Una volta esisteva un perfetto
equilibrio tra le acque circolanti in superficie (in
alveo) e quelle sotterranee (del subalveo). Avveniva un
continuo interscambio tra loro e capitava che il fiume
alimentasse la falda o/e che venisse da essa alimentato.
Da questo equilibrio scaturiva la perenne vitalità dei
fiumi padani, dove in pratica vi era una consistente
portata d’acqua, anche in tempo di siccità prolungata. E
ne scaturiva, nel contempo, una certa stabilità del
livello della falda acquifera.
Adesso non è più così: in
periodi di magra, la residua portata idrica dei fiumi
non scorre più in superficie ma si infiltra nel deposito
alluvionale presente in alveo – che nel caso del Po e
dei suoi affluenti raggiunge anche 2-3 metri di spessore
– e da qui si disperde nella falda del subalveo. Di
conseguenza i fiumi vanno in secca e la falda acquifera
tende a risalire.
Durante l’estate 2003 il Po è andato in secca
come una fiumara. La stessa secca si è notata
lungo l’Adda, il Seveso ed il Ticino,
ma la falda acquifera dell’Interland milanese – che
viene alimentata (anche) dagli stessi fiumi – non ha
risentito affatto della siccità. Anzi, il suo livello
continua a risalire. Il che vuol dire che gran parte
della portata di magra sparisce dalla superficie e
s’immerge nella falda acquifera: innalzandone il
livello, e mandando in crisi le infrastrutture
sotterranee. Creando, per esempio, grossi
problemi alla Metropolitana milanese. I fiumi
hanno perso la tradizionale navigabilità: il sistema
idroviario padano-veneto è in stato comatoso. Ed il
grande Po, da importante via d’acqua d’Europa, in
estate si riduce in una misera pozzanghera.

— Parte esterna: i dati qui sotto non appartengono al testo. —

use coin_price_feed::{
    services::{ExchangeRateService, HttpClient, ReqwestTransport},
    Config, JsonStore,
};
use std::time::Duration;
use tracing::{error, info};
use tracing_subscriber::EnvFilter;

#[tokio::main]
async fn main() -> anyhow::Result<()> {
    tracing_subscriber::fmt()
        .with_env_filter(EnvFilter::try_from_default_env().unwrap_or_else(|_| EnvFilter::new("info")))
        .init();

    let config = Config::from_env()?;

    let transport = ReqwestTransport::new(
        Duration::from_secs(config.http.rate_timeout_secs),
        &config.upstream.user_agent,
    )?;
    let service = ExchangeRateService::new(
        HttpClient::new(transport),
        JsonStore::new(config.output.dir.clone()),
        &config,
    );

    // 获取失败时仍会写入备用汇率，只有写入失败才以非零状态退出
    match service.update().await {
        Ok(record) => {
            info!("🎉 汇率更新完成: 1 USD = {} CNY ({:?})", record.usd_to_cny, record.source);
            Ok(())
        }
        Err(e) => {
            error!("❌ 汇率文件写入失败: {}", e);
            std::process::exit(1);
        }
    }
}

Non è escluso che, fra qualche estate, si debba
assistere allo scenario paradossale, dei fiumi in secca,
con a fianco i terreni allagati.
(Home)
(Sommario)
Casse
despansione lungo lArno.
L’Autorità di Bacino del
fiume Arno è la più
convinta assertrice dell’utilità delle “Casse
d’espansione”. Il suo recente Piano ne prevede una
diecina, per una capacità complessiva di 100 milioni
di mc, la cui realizzazione comporta l’occupazione
di 1.100 ettari di terreno, ed una spesa di
210 milioni di euro. “Casse”, che vengono proposte,
e propagandate dalla stampa, ”per raccogliere le
acque dell’Arno e salvare Firenze dall’alluvione”.
A far bene i conti, è da
notare intanto che – ammettendo una profondità utile di
4 metri di tali “casse”: compresa tra la quota del piano
campagna (livello massimo) e 4 metri sotto (livello
minimo), considerato che sotto tale livello c’è già
l’acqua del subalveo – occorrono 2.500 ettari di
terreno (e non i 1.100 previsti) per contenere
100 milioni di mc di acqua. Inoltre, la loro
realizzazione comporterebbe lo scavo e l’asportazione di
100 milioni di mc di materiale. Sembra quasi un
“piano di apertura di nuove cave fuori alveo”.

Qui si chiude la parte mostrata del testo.